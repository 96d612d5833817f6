//! `fetchpool` is a library for fetching batches of URLs concurrently while
//! respecting a global in-flight cap and independent per-host rate limits.
//!
//! "Hello world" example:
//!
//! ```no_run
//! use fetchpool_lib::ratelimit::RateLimitConfig;
//! use fetchpool_lib::{fetch_batch, Result};
//!
//! #[tokio::main]
//! async fn main() -> Result<()> {
//!     let urls = vec![
//!         "https://example.com".to_string(),
//!         "https://example.org".to_string(),
//!     ];
//!     let results = fetch_batch(urls, RateLimitConfig::default()).await?;
//!     for result in &results {
//!         println!("{result}");
//!     }
//!     Ok(())
//! }
//! ```
//!
//! For more control, build a [`FetchPool`] yourself and supply your own unit
//! of work; the pool only handles admission, dispatch, and ordered result
//! collection. Latency statistics over the collected results come from
//! [`stats::summarize`].

mod fetcher;
mod pool;
mod types;

pub mod ratelimit;
pub mod stats;

pub use fetcher::{fetch_batch, fetch_batch_with_pool, Fetcher};
pub use pool::FetchPool;
pub use types::*;
use std::sync::Arc;

use anyhow::{Context, Result};
use fetchpool_lib::ratelimit::TokenBucket;
use fetchpool_lib::StopSignal;
use tokio::io::{AsyncBufRead, AsyncBufReadExt, AsyncWriteExt, BufReader};
use tokio::net::{TcpListener, TcpStream};

use crate::options::ServeArgs;
use crate::protocol::{self, Command};

/// One request line read off the wire.
#[derive(Debug, PartialEq, Eq)]
enum Line {
    Data(String),
    /// The line exceeded the configured maximum and was discarded up to and
    /// including its newline
    TooLong,
    Eof,
}

/// Run the command server until a `SHUTDOWN` command or an interrupt.
pub(crate) async fn serve(args: &ServeArgs) -> Result<()> {
    let stop = StopSignal::new();
    let limiter = if args.limiter {
        Some(Arc::new(TokenBucket::new(
            args.limiter_capacity,
            args.limiter_refill,
        )?))
    } else {
        None
    };

    let listener = TcpListener::bind((args.host.as_str(), args.port))
        .await
        .with_context(|| format!("Cannot bind to {}:{}", args.host, args.port))?;
    let addr = listener.local_addr().context("Cannot read local address")?;
    println!("listening on {addr}");
    log::info!("command server ready on {addr}");

    let mut stop_rx = stop.listener();
    loop {
        tokio::select! {
            accepted = listener.accept() => {
                let (stream, peer) = accepted.context("Failed to accept connection")?;
                log::debug!("client connected: {peer}");
                let stop = stop.clone();
                let limiter = limiter.clone();
                let max_line_bytes = args.max_line_bytes;
                tokio::spawn(async move {
                    if let Err(error) =
                        handle_client(stream, &stop, limiter.as_deref(), max_line_bytes).await
                    {
                        log::warn!("client {peer} error: {error:#}");
                    }
                });
            }
            interrupted = tokio::signal::ctrl_c() => {
                interrupted.context("Failed to listen for interrupt")?;
                stop.stop();
            }
            () = stop_rx.stopped() => break,
        }
    }

    println!("shutdown complete");
    Ok(())
}

/// Serve one connection until the peer disconnects or the server stops.
async fn handle_client(
    stream: TcpStream,
    stop: &StopSignal,
    limiter: Option<&TokenBucket>,
    max_line_bytes: usize,
) -> Result<()> {
    let (read_half, mut writer) = stream.into_split();
    let mut reader = BufReader::new(read_half);

    loop {
        let line = match read_request_line(&mut reader, max_line_bytes).await? {
            Line::Eof => break,
            Line::TooLong => {
                writer
                    .write_all(protocol::ERR_LINE_TOO_LONG.as_bytes())
                    .await?;
                writer.flush().await?;
                continue;
            }
            Line::Data(line) => line,
        };

        let request = protocol::parse_line(&line);

        // SHUTDOWN bypasses the rate gate so an operator can always stop
        // the server.
        if request.command != Command::Shutdown
            && let Some(bucket) = limiter
            && !bucket.allow(1.0)?
        {
            writer
                .write_all(protocol::ERR_RATE_LIMITED.as_bytes())
                .await?;
            writer.flush().await?;
            continue;
        }

        let response = match request.command {
            Command::Ping => protocol::PONG,
            Command::Shutdown => protocol::BYE,
            Command::Unknown => protocol::ERR_UNKNOWN,
        };
        writer.write_all(response.as_bytes()).await?;
        writer.flush().await?;

        if request.command == Command::Shutdown {
            stop.stop();
            break;
        }
        if stop.is_stopped() {
            break;
        }
    }

    Ok(())
}

/// Read one newline-terminated line, capping its length.
///
/// An overlong line is consumed up to its newline but reported as
/// [`Line::TooLong`] so the connection can keep serving.
async fn read_request_line<R>(reader: &mut R, max_bytes: usize) -> std::io::Result<Line>
where
    R: AsyncBufRead + Unpin,
{
    let mut line = Vec::new();
    let mut truncated = false;

    loop {
        let (consumed, newline_found) = {
            let chunk = reader.fill_buf().await?;
            if chunk.is_empty() {
                // peer closed; a partial trailing line still counts
                if truncated {
                    return Ok(Line::TooLong);
                }
                if line.is_empty() {
                    return Ok(Line::Eof);
                }
                return Ok(Line::Data(String::from_utf8_lossy(&line).into_owned()));
            }

            match chunk.iter().position(|&byte| byte == b'\n') {
                Some(pos) => {
                    if !truncated && line.len() + pos <= max_bytes {
                        line.extend_from_slice(&chunk[..pos]);
                    } else {
                        truncated = true;
                    }
                    (pos + 1, true)
                }
                None => {
                    if !truncated && line.len() + chunk.len() <= max_bytes {
                        line.extend_from_slice(chunk);
                    } else {
                        truncated = true;
                    }
                    (chunk.len(), false)
                }
            }
        };

        reader.consume(consumed);
        if newline_found {
            if truncated {
                return Ok(Line::TooLong);
            }
            return Ok(Line::Data(String::from_utf8_lossy(&line).into_owned()));
        }
    }
}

*ACTIVITY*: Among the entries above, locate the lines containing "writer.write_all(response.as_bytes()).await?;" and "but reported as", and transcribe exactly those two lines and all lines between.

*SOLUTION FOR THIS PROBLEM*:
        writer.write_all(response.as_bytes()).await?;
        writer.flush().await?;

        if request.command == Command::Shutdown {
            stop.stop();
            break;
        }
        if stop.is_stopped() {
            break;
        }
    }

    Ok(())
}

/// Read one newline-terminated line, capping its length.
///
/// An overlong line is consumed up to its newline but reported as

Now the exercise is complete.